The Chan Zuckerberg Biohub released Tabula Muris, a compendium of single-cell transcriptome data from the mouse containing nearly 100,000 cells from 20 organs and tissues. The data allow for direct and controlled comparison of gene expression in cell types shared between tissues, such as immune cells from distinct anatomical locations. They also allow for a comparison of two distinct technical approaches:

  • Microfluidic droplet-based 3’-end counting, which provides a survey of thousands of cells per organ at relatively low coverage.
  • FACS-based full-length transcript analysis, which provides higher sensitivity and coverage.

We hope this rich collection of annotated cells will be a useful resource for:

  • Defining gene expression in cell populations that have been poorly characterized thus far.
  • Validating findings in future targeted single-cell studies.
  • Developing methods for integrating datasets (e.g., between the FACS and droplet experiments), characterizing batch effects, and quantifying the variation of gene expression in many cell types between organs and animals.

The following will facilitate use of the data. For more detail, check out our paper in Nature.

Data Access

You can access the data at a few levels of depth:

  • A simple website shows the distribution of gene expression in each tissue and cell population.
  • Matrices of gene-cell counts and metadata are available as CSVs on Figshare.
  • R and Python loading instructions (two lines each) are in the easy-data repo on Github.
  • The fastq files for each library are available on the Short Read Archive.

For some organs, such as the bladder, diaphragm, and tongue epithelium, this represents the first large single-cell sequencing study to our knowledge. Tabula Muris is also sex-balanced, in contrast with the majority of murine research (a bias so strong that some studies decline even to state the sex of the mice studied). It represents the first large single-cell sequencing study of the female murine liver, kidney, and skin.

Sample Collection

One of the challenges of analyzing single-cell sequencing data is the role of batch effects. Tissues from genetically identical mice processed by different labs using different dissociation, library preparation, and sequencing protocols may produce rather different profiles of gene expression.

To provide a cross-organ dataset, which is as standardized as possible, the mice were processed in a delicate ballet: representatives from over a dozen labs (each handling one organ or two) gathered as the mouse was sacrificed, extracted their labs’ organ of specialty, dissociated it, and brought it to a central location for sorting and sequencing.

A crowd waits for organs.

The payoff for taking that much care can be seen in a t-SNE plot of all the FACS-sorted cells together, where common cell types, such as epithelial cells, endothelial cells, or immune cells from different tissues mix together in visible clusters.

TSNE of all FACS-sorted from all organs.


Cell type annotation in single-cell sequencing is, at present, a semi-supervised problem. It requires expert knowledge (e.g., which marker genes are thought to be uniquely expressed in a given cell type) and high-dimensional data analysis (extracting information from a collection of 20,000-dimensional gene expression vectors). To empower the organ experts from each of the collaborating labs to analyze the data they collected and to make the analysis legible to the community at large, we elected to use a relatively simple pipeline as instantiated in the R software package Seurat.

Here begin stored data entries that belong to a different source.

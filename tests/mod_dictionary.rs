use autoquery::Dictionary;
use std::collections::BTreeMap;

fn vehicles() -> Dictionary {
    Dictionary::new([("vehicle.model", "car.model"), ("vehicle.year", "car.year")])
}

#[test]
fn resolve_both_directions() {
    let d = vehicles();
    assert_eq!(d.resolve("vehicle.year"), Some("car.year"));
    assert_eq!(d.resolve_inverse("car.model"), Some("vehicle.model"));
    assert_eq!(d.resolve("car.year"), None);
    assert_eq!(d.resolve_inverse("vehicle.year"), None);
    assert_eq!(d.len(), 2);
    assert!(!d.is_empty());
    assert!(Dictionary::default().is_empty());
}

#[test]
fn resolve_or_raw_falls_back() {
    let d = vehicles();
    assert_eq!(d.resolve_or_raw("vehicle.model"), "car.model");
    assert_eq!(d.resolve_or_raw("name"), "name");
}

#[test]
fn duplicate_public_names_keep_last() {
    let d = Dictionary::new([("year", "car.year"), ("year", "built")]);
    assert_eq!(d.resolve("year"), Some("built"));
    assert_eq!(d.len(), 1);
}

#[test]
fn invert_swaps_pairs() {
    let forward =
        BTreeMap::from([("a".to_string(), "x".to_string()), ("b".to_string(), "y".to_string())]);
    let inverse = Dictionary::invert(&forward);
    assert_eq!(inverse.get("x").map(String::as_str), Some("a"));
    assert_eq!(inverse.get("y").map(String::as_str), Some("b"));

    let shared =
        BTreeMap::from([("a".to_string(), "x".to_string()), ("b".to_string(), "x".to_string())]);
    assert_eq!(Dictionary::invert(&shared).get("x").map(String::as_str), Some("b"));
}

#[test]
fn transform_keys_renames_and_keeps_unmapped() {
    let d = vehicles();
    let input = BTreeMap::from([("vehicle.year".to_string(), 1), ("likes".to_string(), 2)]);
    let out = d.transform_keys(&input);
    assert_eq!(out, vec![("likes".to_string(), &2), ("car.year".to_string(), &1)]);
}

#[test]
fn iter_and_conversions() {
    let d: Dictionary = [("firstName", "name")].into_iter().collect();
    assert_eq!(d.iter().collect::<Vec<_>>(), vec![("firstName", "name")]);
    let map: BTreeMap<String, String> = d.clone().into();
    assert_eq!(Dictionary::from(map), d);
}

#[test]
fn serde_as_flat_table() {
    let d = vehicles();
    let json = serde_json::to_string(&d).unwrap();
    assert_eq!(json, r#"{"vehicle.model":"car.model","vehicle.year":"car.year"}"#);
    let back: Dictionary = serde_json::from_str(&json).unwrap();
    assert_eq!(back.resolve_inverse("car.year"), Some("vehicle.year"));
}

The pipeline begins with vectors of gene expression in each cell, normalizing the data, selecting highly variable genes, reducing their dimension using PCA, and then clustering cells based on a nearest-neighbors graph.

By inspecting the expression of marker genes (and occasionally computing differentially expressed genes when the markers were not present), researchers were able to identify each cluster. In cases where the profile of gene expression indicated a mixture of populations, they would either tune parameters (such as number of PCs) or subset it and repeat the whole pipeline. To see a worked example, check out the Organ Annotation Vignette, which also describes all of the mathematical functions and parameter values used. The 33 notebooks used to analyze each tissue and experimental method can be found on Github.

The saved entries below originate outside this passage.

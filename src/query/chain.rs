use bson::{Bson, Document};

use super::types::{CmpOp, Filter, FindOptions, QueryFilter, SortSpec};

/// An unexecuted query over one collection.
///
/// Every chain method consumes the query and returns the next state, so a
/// value handed to a filter step is never changed behind the caller's back.
#[derive(Debug, Clone, PartialEq)]
pub struct ChainQuery {
    collection: String,
    conditions: Vec<Filter>,
    options: FindOptions,
    steps: Vec<QueryFilter>,
}

impl ChainQuery {
    /// Unfiltered query over the whole collection.
    pub fn find_all(collection: impl Into<String>) -> Self {
        Self {
            collection: collection.into(),
            conditions: Vec::new(),
            options: FindOptions::default(),
            steps: Vec::new(),
        }
    }

    #[must_use]
    pub fn where_cmp(mut self, path: impl Into<String>, op: CmpOp, value: Bson) -> Self {
        self.conditions.push(Filter::Cmp { path: path.into(), op, value });
        self
    }

    #[must_use]
    pub fn where_in(mut self, path: impl Into<String>, values: Vec<Bson>) -> Self {
        self.conditions.push(Filter::In { path: path.into(), values });
        self
    }

    #[must_use]
    pub fn where_nin(mut self, path: impl Into<String>, values: Vec<Bson>) -> Self {
        self.conditions.push(Filter::Nin { path: path.into(), values });
        self
    }

    #[must_use]
    pub fn sort(mut self, spec: SortSpec) -> Self {
        self.options.sort.get_or_insert_with(Vec::new).push(spec);
        self
    }

    #[must_use]
    pub fn skip(mut self, n: u64) -> Self {
        self.options.skip = Some(n);
        self
    }

    #[must_use]
    pub fn limit(mut self, n: u64) -> Self {
        self.options.limit = Some(n);
        self
    }

    #[must_use]
    pub fn select(mut self, fields: Vec<String>) -> Self {
        self.options.projection.get_or_insert_with(Vec::new).extend(fields);
        self
    }

    #[must_use]
    pub(crate) fn mark(mut self, step: QueryFilter) -> Self {
        self.steps.push(step);
        self
    }

    #[must_use]
    pub fn collection(&self) -> &str {
        &self.collection
    }

    #[must_use]
    pub fn conditions(&self) -> &[Filter] {
        &self.conditions
    }

    #[must_use]
    pub const fn options(&self) -> &FindOptions {
        &self.options
    }

    /// Filters dispatched while building, in application order.
    #[must_use]
    pub fn steps(&self) -> &[QueryFilter] {
        &self.steps
    }

    /// The filter the store evaluates, i.e. `filter_document` as a tree.
    #[must_use]
    pub fn filter(&self) -> Filter {
        let mut merged = self.merged_conditions();
        match merged.len() {
            0 => Filter::True,
            1 => merged.remove(0),
            _ => Filter::And(merged),
        }
    }

    /// Conditions after per-path merging: an equality replaces whatever the
    /// path held, an operator joins earlier operators on the path (replacing
    /// the same operator) or replaces an equality.
    #[must_use]
    pub fn merged_conditions(&self) -> Vec<Filter> {
        let mut slots: Vec<(&str, Vec<&Filter>)> = Vec::new();
        for c in &self.conditions {
            let Some(path) = c.path() else {
                continue;
            };
            let Some((_, slot)) = slots.iter_mut().find(|(p, _)| *p == path) else {
                slots.push((path, vec![c]));
                continue;
            };
            match c.operator() {
                Some(op) if slot.iter().all(|f| f.operator().is_some()) => {
                    slot.retain(|f| f.operator() != Some(op));
                    slot.push(c);
                }
                _ => *slot = vec![c],
            }
        }
        slots.into_iter().flat_map(|(_, fs)| fs).cloned().collect()
    }

    /// Filter in the store's query syntax, e.g. `{"car.year": {"$gte": 2007}}`.
    #[must_use]
    pub fn filter_document(&self) -> Document {
        let mut doc = Document::new();
        for c in &self.conditions {
            c.merge_into(&mut doc);
        }
        doc
    }

    #[must_use]
    pub fn sort_document(&self) -> Option<Document> {
        let sort = self.options.sort.as_ref()?;
        let mut doc = Document::new();
        for s in sort {
            doc.insert(s.field.clone(), s.order.as_i32());
        }
        Some(doc)
    }

    #[must_use]
    pub fn projection_document(&self) -> Option<Document> {
        let fields = self.options.projection.as_ref()?;
        let mut doc = Document::new();
        for f in fields {
            doc.insert(f.clone(), 1);
        }
        Some(doc)
    }
}

impl Filter {
    fn path(&self) -> Option<&str> {
        match self {
            Self::True | Self::And(_) => None,
            Self::In { path, .. } | Self::Nin { path, .. } | Self::Cmp { path, .. } => Some(path),
        }
    }

    /// Operator key this condition occupies under its path; `None` for
    /// plain equality.
    fn operator(&self) -> Option<&'static str> {
        match self {
            Self::True | Self::And(_) | Self::Cmp { op: CmpOp::Eq, .. } => None,
            Self::Cmp { op, .. } => Some(op.operator()),
            Self::In { .. } => Some("$in"),
            Self::Nin { .. } => Some("$nin"),
        }
    }

    #[must_use]
    pub fn to_document(&self) -> Document {
        let mut doc = Document::new();
        self.merge_into(&mut doc);
        doc
    }

    pub(crate) fn merge_into(&self, doc: &mut Document) {
        match self {
            Self::True => {}
            Self::And(fs) => fs.iter().for_each(|f| f.merge_into(doc)),
            Self::Cmp { path, op: CmpOp::Eq, value } => {
                doc.insert(path.clone(), value.clone());
            }
            Self::Cmp { path, op, value } => {
                merge_operator(doc, path, op.operator(), value.clone());
            }
            Self::In { path, values } => {
                merge_operator(doc, path, "$in", Bson::Array(values.clone()));
            }
            Self::Nin { path, values } => {
                merge_operator(doc, path, "$nin", Bson::Array(values.clone()));
            }
        }
    }
}

/// Adds `{op: value}` under `path`, joining an existing operator document for
/// the same path. A plain equality value already at `path` is replaced.
pub(crate) fn merge_operator(doc: &mut Document, path: &str, op: &str, value: Bson) {
    if let Some(Bson::Document(ops)) = doc.get_mut(path)
        && ops.keys().all(|k| k.starts_with('$'))
    {
        ops.insert(op, value);
        return;
    }
    let mut ops = Document::new();
    ops.insert(op, value);
    doc.insert(path, ops);
}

Note that this approach does not require that one resolves batch effects; it is enough that, within each batch, cells of different types separate. For example, in the limb muscle, there were two clusters of cells (largely from different mice) that were both recognizable by gene expression as satellite cells.

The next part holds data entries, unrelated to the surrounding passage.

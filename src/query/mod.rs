// Submodules for separation of concerns
mod builder;
mod chain;
mod eval;
mod operators;
mod order;
mod parse;
mod types;

pub use builder::QueryBuilder;
pub use chain::ChainQuery;
pub use eval::{compare_bson, compare_docs, eval_filter, execute, project_fields};
pub use operators::{Operator, Partition, Tagged, parse_operator, partition_negated};
pub use order::sort_by_reference;
pub use parse::parse_params_json;
pub use types::{
    CmpOp, Filter, FindOptions, Order, QueryFilter, QueryParams, QueryScalar, QueryValue, SortSpec,
};

pub(crate) use chain::merge_operator;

To facilitate the reuse of this data, we provide annotations in the controlled vocabulary of a cell ontology from The OBO Foundry. Since definitions of cell types are quickly evolving and ontologies require time to catch up, we also included a free annotation field where arbitrary notes could be added. Those include features like subtypes (luminal progenitor cells in the mammary gland) or localization (periportal hepatocytes).